Book Review: Civil War in the Southwest Borderlands, 1861–1867 | HistoryNet MENU

Book Review: Civil War in the Southwest Borderlands, 1861–1867

By HistoryNet Staff
3/22/2018 • Wild West Magazine

Civil War in the Southwest Borderlands, 1861–1867, by Andrew E. Masich, University of Oklahoma Press, Norman, 2017, $34.95

Although the American Civil War is most associated with epic battles in the East and devastating campaigns in the West (then bordered by the Mississippi River), it did extend farther into what was called the Trans-Mississippi Department. Within that vast region the Southwest is worthy of separate treatment for being the mise en scène for what amounted to multiple conflicts and for its sheer complexity. There were indeed clashes between Blue and Gray, especially when Brig. Gen. Henry Hopkins Sibley led a Confederate expedition into New Mexico Territory in 1862. Two months before war broke out between the states, however, a botched attempt to rescue a kidnapped boy from the wrong Apache band prompted Cochise and his Chiricahuas to embark on a war of vengeance against the whites. Fighting between numerous other American Indian tribes and Americans of either uniform—and frequently between each other—occurred throughout the period. Meanwhile, south of the border, the ouster of Mexico’s republican government and French Emperor Napoléon III’s attempt to prop up a puppet regime under Austrian Emperor Maximilian propelled another civil war until 1867, when the ominous presence of a reunited United States compelled Napoléon to reconsider his violation of the Monroe Doctrine and withdraw his forces—leaving poor Maximilian to his fate before a Juarista firing squad.

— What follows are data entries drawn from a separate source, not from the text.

use common::{Side, Signal};
use tracing::trace;

use crate::config::{AssetConfig, StrategyMode};
use crate::snapshot::MarketSnapshot;

/// Long-timeframe trend filter verdict (structural mode).
#[derive(Debug, Clone, Copy, PartialEq, Eq)]
pub enum Trend {
    Up,
    Down,
    /// No directional agreement between price/EMA and MACD — blocks entries.
    Flat,
}

/// Evaluate entry conditions against a fresh snapshot pair.
///
/// Pure: no I/O, no side effects. All decisions read the second-to-last
/// candle of each snapshot (and the one before it for the RSI crossover);
/// the last, in-progress candle is never consulted. Any indicator still
/// warming up yields `None` rather than an error.
pub fn evaluate(
    short: &MarketSnapshot,
    long: Option<&MarketSnapshot>,
    cfg: &AssetConfig,
) -> Option<Signal> {
    let trend = match cfg.mode {
        StrategyMode::Reactive => None,
        StrategyMode::Structural => Some(trend_direction(long?)?),
    };

    let signal = entry_signal(short, &cfg.strategy)?;

    // Structural mode: the long-timeframe trend must agree with the trigger.
    match (trend, signal.direction) {
        (None, _) => Some(signal),
        (Some(Trend::Up), Side::Long) | (Some(Trend::Down), Side::Short) => Some(signal),
        (Some(t), dir) => {
            trace!(?t, %dir, "trigger rejected by trend filter");
            None
        }
    }
}

/// Short-timeframe trigger: price relative to EMA plus an RSI threshold
/// crossover on the decision candle.
fn entry_signal(
    short: &MarketSnapshot,
    params: &crate::config::StrategyParams,
) -> Option<Signal> {
    let i = short.decision_index()?;
    if i == 0 {
        return None; // crossover needs the candle before the decision one
    }

    let close = short.candles[i].close;
    let ema = short.ema[i]?;
    let rsi_now = short.rsi[i]?;
    let rsi_prev = short.rsi[i - 1]?;
    let atr = short.atr[i]?;

    let level = params.rsi_entry_level;
    let long_trigger = close > ema && rsi_now > level && rsi_prev <= level;
    let short_trigger =
        close < ema && rsi_now < (100.0 - level) && rsi_prev >= (100.0 - level);

    if long_trigger {
        Some(Signal {
            direction: Side::Long,
            reference_price: close,
            invalidation_price: close - params.sl_atr_mult * atr,
        })
    } else if short_trigger {
        Some(Signal {
            direction: Side::Short,
            reference_price: close,
            invalidation_price: close + params.sl_atr_mult * atr,
        })
    } else {
        None
    }
}

/// Direction of the higher timeframe on its decision candle: price against
/// the trend EMA, confirmed by the MACD line vs its signal line.
fn trend_direction(long: &MarketSnapshot) -> Option<Trend> {
    let i = long.decision_index()?;
    let close = long.candles[i].close;
    let trend_ema = long.trend_ema[i]?;
    let macd_line = long.macd.line[i]?;
    let macd_signal = long.macd.signal[i]?;

    if close > trend_ema && macd_line >= macd_signal {
        Some(Trend::Up)
    } else if close < trend_ema && macd_line <= macd_signal {
        Some(Trend::Down)
    } else {
        Some(Trend::Flat)
    }
}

In contrast to the other combat zones, it was hard to tell who was fighting whom in the Southwest without a scorecard. In Civil War in the Southwest Borderlands, 1861–1867, historian Andrew Masich aims to provide that scorecard. Accompanying his narrative of the confusing series of events across the region are chapters devoted to the different social and political entities that competed for dominance—Union, Confederate Texan, North American Hispano, Mexican, Indians who primarily farmed, Indians who primarily raided. Familiar names like Kit Carson, John Chivington, Black Kettle and Mangas Coloradas turn up, along with lesser-known but locally important protagonists. Here, however, the individuals are secondary to the political or ethnic entities they represent, each of which gets its fair share of coverage. Civil War in the Southwest Borderlands clarifies the complex relationships that underlay the succession of power struggles from which the United States eventually emerged as the principal winner.